Required action: Report all lines from the entries below in which "JoinHandle" appears.

╭─ Dataset extract

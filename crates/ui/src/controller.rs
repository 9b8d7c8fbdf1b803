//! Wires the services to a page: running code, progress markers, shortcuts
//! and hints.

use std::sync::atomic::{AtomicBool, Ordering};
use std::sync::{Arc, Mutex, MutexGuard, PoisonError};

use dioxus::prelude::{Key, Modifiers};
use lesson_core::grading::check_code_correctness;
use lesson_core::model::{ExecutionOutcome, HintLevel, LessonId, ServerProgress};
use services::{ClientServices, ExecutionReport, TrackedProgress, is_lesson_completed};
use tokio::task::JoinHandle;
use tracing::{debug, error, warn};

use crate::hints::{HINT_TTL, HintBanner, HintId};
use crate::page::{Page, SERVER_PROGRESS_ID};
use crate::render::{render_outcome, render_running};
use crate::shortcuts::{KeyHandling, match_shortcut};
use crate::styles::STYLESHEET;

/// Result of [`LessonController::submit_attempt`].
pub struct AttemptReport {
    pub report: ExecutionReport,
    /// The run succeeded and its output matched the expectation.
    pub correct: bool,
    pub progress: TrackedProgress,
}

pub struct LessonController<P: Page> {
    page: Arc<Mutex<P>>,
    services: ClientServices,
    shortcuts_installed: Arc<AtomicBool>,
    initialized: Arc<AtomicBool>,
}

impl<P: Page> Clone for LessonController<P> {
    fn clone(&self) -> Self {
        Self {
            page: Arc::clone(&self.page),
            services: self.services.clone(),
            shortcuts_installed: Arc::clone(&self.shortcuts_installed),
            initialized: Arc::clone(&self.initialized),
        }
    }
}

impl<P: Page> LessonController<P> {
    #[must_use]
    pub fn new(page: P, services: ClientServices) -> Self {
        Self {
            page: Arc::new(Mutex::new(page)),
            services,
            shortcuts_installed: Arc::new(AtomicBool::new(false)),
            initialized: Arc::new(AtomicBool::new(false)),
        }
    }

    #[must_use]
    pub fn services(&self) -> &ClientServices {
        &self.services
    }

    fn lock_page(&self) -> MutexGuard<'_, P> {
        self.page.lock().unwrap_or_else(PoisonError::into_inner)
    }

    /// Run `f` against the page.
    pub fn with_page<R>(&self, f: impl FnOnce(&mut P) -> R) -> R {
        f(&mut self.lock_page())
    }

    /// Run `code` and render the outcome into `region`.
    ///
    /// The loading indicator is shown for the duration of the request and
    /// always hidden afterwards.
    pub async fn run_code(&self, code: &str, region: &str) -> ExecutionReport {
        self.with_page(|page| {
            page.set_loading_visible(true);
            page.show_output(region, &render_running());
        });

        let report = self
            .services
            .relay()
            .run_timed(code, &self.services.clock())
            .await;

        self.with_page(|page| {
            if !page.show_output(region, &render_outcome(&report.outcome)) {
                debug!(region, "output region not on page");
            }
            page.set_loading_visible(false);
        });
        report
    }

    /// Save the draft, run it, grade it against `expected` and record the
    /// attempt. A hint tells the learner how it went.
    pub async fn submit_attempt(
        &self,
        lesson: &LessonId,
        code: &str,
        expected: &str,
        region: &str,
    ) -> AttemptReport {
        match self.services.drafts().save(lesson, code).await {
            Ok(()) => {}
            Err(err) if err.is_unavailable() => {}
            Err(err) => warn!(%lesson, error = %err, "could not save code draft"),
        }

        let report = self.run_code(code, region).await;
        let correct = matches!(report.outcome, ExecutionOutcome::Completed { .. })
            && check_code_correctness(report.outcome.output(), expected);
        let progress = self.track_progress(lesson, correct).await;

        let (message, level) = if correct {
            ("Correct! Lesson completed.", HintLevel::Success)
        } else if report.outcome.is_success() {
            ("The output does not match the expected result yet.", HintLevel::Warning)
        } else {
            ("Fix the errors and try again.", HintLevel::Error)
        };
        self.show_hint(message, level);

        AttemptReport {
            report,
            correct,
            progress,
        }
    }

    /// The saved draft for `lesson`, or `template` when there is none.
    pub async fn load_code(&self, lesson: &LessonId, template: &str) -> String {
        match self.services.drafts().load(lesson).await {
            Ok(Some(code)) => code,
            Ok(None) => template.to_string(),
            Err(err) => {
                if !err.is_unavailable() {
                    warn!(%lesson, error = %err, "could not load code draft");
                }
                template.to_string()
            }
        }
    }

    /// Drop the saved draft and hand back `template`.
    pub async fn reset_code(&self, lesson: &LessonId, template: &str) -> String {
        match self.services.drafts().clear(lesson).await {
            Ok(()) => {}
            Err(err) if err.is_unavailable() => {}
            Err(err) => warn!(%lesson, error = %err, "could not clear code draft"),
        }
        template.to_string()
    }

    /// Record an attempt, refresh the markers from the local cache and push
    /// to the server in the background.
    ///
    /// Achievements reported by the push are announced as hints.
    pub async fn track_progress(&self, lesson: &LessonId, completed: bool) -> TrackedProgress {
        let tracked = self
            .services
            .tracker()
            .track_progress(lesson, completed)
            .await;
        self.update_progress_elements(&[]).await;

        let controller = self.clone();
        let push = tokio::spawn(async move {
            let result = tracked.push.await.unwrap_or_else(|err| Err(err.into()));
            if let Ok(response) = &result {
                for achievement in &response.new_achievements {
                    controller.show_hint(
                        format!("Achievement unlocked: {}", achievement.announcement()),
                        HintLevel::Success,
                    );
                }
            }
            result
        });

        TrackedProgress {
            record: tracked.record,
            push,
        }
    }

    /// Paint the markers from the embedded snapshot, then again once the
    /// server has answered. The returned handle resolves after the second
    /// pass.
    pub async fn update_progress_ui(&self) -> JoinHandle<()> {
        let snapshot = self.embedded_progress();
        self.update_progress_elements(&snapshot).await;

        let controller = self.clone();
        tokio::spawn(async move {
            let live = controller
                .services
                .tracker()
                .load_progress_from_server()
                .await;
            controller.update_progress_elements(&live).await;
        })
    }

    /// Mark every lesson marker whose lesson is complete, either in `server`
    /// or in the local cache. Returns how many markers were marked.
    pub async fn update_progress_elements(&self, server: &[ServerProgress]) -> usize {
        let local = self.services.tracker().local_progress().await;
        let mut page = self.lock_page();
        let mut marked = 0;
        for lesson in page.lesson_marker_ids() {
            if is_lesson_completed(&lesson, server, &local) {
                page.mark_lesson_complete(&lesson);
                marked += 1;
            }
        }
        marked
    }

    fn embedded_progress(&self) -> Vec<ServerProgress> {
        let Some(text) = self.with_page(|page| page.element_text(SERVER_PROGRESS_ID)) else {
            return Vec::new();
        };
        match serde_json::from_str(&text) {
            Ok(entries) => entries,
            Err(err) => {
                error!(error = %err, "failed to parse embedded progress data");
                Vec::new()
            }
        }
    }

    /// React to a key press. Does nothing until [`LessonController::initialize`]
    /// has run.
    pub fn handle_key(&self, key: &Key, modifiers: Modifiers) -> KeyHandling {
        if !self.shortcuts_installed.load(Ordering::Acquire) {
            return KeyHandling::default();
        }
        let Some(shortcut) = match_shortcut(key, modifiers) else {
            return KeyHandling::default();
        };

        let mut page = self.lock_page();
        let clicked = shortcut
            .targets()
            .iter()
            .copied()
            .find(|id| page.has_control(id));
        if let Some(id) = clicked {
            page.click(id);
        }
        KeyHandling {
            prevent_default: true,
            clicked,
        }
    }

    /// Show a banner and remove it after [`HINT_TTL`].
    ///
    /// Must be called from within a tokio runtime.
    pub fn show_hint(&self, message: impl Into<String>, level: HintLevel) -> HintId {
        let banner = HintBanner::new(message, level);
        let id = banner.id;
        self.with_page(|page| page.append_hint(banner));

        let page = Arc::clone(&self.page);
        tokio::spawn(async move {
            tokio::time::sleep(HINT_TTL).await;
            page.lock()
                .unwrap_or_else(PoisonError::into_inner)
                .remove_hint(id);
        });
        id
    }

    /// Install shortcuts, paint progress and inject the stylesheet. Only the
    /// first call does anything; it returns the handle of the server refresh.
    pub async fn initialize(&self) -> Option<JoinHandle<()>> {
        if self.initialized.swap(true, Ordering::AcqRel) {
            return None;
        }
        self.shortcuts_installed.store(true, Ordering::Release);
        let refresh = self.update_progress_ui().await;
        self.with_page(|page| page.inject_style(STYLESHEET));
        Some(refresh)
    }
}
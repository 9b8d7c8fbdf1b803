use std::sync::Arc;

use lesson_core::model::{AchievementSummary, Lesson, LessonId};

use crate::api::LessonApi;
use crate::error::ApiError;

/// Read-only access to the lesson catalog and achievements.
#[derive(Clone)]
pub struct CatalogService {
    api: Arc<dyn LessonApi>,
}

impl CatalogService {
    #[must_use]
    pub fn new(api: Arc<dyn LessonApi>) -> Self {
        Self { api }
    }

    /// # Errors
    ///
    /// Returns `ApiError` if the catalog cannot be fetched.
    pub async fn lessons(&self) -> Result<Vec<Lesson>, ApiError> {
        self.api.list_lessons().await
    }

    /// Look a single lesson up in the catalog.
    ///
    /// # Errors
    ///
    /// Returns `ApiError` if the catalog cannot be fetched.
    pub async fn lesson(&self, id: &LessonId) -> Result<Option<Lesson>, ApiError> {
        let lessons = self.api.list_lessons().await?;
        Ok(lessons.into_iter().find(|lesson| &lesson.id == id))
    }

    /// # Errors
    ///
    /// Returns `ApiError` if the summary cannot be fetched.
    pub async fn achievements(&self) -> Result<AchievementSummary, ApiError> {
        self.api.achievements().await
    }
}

╰─
╭─ Dataset extract

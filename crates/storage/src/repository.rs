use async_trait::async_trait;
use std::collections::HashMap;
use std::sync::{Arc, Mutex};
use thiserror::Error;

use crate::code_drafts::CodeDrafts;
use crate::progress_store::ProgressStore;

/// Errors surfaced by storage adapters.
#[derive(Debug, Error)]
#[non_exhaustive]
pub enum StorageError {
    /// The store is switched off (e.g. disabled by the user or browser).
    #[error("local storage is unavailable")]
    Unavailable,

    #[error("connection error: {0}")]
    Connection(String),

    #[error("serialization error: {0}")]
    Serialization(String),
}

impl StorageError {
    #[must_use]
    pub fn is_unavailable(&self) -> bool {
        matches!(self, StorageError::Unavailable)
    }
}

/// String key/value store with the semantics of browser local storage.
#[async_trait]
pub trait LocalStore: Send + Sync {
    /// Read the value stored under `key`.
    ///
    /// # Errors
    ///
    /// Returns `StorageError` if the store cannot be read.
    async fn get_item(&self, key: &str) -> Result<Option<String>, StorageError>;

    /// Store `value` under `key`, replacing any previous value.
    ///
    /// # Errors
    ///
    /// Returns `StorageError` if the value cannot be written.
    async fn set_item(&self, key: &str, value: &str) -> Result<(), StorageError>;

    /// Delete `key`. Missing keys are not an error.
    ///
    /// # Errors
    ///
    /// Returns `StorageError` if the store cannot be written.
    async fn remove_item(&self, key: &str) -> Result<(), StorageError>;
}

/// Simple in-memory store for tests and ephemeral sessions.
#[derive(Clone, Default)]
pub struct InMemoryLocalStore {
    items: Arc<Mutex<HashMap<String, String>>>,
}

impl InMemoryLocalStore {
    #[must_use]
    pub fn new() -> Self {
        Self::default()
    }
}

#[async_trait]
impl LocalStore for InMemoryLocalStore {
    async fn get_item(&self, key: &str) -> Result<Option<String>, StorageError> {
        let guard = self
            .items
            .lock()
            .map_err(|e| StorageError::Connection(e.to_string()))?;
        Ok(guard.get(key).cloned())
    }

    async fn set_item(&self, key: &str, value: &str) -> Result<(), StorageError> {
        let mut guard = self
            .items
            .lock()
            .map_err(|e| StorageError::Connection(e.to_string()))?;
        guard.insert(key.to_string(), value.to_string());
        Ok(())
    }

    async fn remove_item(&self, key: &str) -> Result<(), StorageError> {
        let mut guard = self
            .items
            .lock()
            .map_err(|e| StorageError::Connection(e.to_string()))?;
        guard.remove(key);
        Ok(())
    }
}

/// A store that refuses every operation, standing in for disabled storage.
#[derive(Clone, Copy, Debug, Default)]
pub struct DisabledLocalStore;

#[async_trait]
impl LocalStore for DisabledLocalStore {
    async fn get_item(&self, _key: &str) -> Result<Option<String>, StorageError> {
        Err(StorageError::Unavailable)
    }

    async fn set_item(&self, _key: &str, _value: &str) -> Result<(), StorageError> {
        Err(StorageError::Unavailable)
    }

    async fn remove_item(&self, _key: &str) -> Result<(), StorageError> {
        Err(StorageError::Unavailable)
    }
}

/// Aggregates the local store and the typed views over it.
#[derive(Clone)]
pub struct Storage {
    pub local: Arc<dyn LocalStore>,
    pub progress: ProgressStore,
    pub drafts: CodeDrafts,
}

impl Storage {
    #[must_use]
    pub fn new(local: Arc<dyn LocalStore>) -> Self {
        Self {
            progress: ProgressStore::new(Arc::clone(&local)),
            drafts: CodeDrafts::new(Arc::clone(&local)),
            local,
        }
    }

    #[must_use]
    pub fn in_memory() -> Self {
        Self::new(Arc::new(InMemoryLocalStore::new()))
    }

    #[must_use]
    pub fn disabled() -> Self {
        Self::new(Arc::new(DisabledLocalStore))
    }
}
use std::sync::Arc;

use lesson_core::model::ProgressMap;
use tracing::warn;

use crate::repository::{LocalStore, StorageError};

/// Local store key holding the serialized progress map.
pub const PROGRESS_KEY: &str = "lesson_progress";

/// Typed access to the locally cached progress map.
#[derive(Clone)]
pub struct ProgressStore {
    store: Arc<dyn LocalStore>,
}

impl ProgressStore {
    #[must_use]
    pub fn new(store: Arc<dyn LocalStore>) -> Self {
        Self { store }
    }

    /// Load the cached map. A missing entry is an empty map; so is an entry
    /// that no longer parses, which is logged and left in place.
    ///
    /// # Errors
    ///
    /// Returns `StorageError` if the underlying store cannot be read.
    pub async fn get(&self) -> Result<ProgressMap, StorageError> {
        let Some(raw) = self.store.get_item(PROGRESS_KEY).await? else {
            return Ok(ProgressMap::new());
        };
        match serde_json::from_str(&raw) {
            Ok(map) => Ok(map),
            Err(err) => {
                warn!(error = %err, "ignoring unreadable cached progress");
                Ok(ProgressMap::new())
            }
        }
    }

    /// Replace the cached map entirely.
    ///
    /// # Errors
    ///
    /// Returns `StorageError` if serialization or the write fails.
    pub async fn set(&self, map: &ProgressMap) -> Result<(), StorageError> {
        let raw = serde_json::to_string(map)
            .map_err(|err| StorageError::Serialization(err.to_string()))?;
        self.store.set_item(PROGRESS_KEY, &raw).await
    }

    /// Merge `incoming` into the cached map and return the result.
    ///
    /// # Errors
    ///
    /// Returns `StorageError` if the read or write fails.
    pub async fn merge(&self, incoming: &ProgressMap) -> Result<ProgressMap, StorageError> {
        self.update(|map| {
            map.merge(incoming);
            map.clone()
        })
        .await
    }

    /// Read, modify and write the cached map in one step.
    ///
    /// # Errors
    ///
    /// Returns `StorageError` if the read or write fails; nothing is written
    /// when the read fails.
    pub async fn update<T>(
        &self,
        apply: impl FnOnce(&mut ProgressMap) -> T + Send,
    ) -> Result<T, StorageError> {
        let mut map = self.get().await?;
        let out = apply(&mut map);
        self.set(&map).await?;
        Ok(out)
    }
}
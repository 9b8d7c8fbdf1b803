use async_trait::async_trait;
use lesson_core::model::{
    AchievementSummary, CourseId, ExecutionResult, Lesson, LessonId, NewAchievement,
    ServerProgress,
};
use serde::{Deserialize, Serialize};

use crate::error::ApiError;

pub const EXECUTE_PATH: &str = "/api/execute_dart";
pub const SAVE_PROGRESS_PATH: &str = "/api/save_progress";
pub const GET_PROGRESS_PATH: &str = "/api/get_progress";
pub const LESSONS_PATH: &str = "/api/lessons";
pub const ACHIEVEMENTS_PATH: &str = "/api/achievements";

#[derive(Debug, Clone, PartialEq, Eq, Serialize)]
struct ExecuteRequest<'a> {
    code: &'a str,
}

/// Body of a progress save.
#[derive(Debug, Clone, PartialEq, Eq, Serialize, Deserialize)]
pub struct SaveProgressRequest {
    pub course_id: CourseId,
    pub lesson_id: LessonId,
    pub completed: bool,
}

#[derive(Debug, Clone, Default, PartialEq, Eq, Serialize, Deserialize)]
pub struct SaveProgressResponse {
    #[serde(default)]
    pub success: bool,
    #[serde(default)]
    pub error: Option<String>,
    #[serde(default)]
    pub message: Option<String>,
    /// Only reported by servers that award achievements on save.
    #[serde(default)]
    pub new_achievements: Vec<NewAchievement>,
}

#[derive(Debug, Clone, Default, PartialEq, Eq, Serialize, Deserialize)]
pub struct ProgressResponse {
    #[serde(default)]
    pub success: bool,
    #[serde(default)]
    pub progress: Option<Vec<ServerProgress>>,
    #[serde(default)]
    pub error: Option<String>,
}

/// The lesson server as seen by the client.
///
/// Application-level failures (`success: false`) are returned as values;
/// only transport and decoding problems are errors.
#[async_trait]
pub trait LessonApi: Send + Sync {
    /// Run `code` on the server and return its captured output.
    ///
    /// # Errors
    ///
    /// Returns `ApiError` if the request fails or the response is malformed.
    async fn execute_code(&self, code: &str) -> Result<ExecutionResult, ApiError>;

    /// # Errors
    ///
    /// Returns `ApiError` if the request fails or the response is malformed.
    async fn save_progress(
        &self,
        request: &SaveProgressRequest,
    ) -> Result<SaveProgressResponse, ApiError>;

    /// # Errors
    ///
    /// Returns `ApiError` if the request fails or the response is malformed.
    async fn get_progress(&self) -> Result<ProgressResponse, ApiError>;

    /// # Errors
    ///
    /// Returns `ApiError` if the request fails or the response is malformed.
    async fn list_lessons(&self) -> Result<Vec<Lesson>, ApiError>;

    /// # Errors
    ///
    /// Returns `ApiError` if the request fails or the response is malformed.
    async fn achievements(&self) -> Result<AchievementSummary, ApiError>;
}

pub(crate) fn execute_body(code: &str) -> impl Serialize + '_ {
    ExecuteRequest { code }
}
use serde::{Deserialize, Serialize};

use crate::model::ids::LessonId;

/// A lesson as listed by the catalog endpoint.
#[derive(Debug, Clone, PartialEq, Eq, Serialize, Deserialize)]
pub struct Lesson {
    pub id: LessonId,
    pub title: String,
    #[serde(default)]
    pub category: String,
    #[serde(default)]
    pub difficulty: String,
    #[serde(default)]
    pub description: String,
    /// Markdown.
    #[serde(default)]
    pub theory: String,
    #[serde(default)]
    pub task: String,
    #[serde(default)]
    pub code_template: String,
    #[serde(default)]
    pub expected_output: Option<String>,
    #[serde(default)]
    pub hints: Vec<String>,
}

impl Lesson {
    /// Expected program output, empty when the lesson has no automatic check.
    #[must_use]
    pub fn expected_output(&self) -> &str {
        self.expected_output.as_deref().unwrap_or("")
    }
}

╰─
╭─ Dataset extract

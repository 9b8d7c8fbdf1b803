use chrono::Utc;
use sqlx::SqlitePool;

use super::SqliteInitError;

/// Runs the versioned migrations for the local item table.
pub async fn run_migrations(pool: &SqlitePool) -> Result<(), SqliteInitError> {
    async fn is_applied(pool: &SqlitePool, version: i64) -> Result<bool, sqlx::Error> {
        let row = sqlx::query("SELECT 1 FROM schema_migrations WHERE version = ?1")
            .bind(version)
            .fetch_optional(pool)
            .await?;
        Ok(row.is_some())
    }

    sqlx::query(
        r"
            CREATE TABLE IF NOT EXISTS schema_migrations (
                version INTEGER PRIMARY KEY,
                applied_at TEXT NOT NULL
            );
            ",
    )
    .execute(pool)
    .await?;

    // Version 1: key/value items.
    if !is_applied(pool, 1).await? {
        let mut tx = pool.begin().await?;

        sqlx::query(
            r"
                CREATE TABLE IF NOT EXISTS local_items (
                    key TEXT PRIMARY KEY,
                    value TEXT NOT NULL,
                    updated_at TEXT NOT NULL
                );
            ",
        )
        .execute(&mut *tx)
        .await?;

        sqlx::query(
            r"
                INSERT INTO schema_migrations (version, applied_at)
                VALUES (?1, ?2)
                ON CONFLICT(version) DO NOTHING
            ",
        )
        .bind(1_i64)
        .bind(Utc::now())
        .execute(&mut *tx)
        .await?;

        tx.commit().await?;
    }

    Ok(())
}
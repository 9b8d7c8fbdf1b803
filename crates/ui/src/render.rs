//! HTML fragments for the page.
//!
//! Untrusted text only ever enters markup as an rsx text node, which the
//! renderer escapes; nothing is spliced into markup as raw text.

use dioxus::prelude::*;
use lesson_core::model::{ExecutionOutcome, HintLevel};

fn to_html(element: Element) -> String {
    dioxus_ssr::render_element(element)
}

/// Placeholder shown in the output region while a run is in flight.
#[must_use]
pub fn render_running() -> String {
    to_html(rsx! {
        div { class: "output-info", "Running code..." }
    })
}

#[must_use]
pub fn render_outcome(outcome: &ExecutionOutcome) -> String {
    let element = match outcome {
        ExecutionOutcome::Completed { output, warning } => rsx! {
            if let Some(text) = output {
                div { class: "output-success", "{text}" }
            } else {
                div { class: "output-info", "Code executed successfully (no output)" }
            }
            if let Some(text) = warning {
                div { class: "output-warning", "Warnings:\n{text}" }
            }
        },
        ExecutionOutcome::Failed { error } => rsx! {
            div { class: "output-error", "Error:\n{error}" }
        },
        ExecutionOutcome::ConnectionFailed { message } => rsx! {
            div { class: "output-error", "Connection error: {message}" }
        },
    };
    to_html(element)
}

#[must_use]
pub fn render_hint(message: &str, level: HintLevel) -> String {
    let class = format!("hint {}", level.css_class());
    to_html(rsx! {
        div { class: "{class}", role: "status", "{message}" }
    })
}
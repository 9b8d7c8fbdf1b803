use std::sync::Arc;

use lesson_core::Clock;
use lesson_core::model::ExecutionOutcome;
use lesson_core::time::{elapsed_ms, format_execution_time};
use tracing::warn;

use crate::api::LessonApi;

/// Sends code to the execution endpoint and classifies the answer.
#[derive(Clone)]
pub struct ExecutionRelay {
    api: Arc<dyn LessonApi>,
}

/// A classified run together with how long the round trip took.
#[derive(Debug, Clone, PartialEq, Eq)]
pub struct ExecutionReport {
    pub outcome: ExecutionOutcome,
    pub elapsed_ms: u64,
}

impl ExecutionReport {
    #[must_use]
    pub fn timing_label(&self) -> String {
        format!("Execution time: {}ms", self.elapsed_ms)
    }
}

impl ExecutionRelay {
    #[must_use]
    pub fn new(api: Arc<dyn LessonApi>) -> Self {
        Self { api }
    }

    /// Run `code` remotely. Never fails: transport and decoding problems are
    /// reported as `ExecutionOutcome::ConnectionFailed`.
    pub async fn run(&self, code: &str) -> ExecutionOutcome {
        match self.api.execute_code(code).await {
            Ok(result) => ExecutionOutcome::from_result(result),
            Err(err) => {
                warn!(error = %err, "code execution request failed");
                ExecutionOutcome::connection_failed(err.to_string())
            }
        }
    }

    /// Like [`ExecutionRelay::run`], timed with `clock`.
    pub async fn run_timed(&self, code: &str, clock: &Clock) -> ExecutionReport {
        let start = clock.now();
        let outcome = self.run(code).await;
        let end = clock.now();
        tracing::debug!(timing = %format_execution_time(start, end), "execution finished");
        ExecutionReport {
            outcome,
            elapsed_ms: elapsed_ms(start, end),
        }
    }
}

╰─

Answer to this problem:
use tokio::task::JoinHandle;
    pub async fn update_progress_ui(&self) -> JoinHandle<()> {
    pub async fn initialize(&self) -> Option<JoinHandle<()>> {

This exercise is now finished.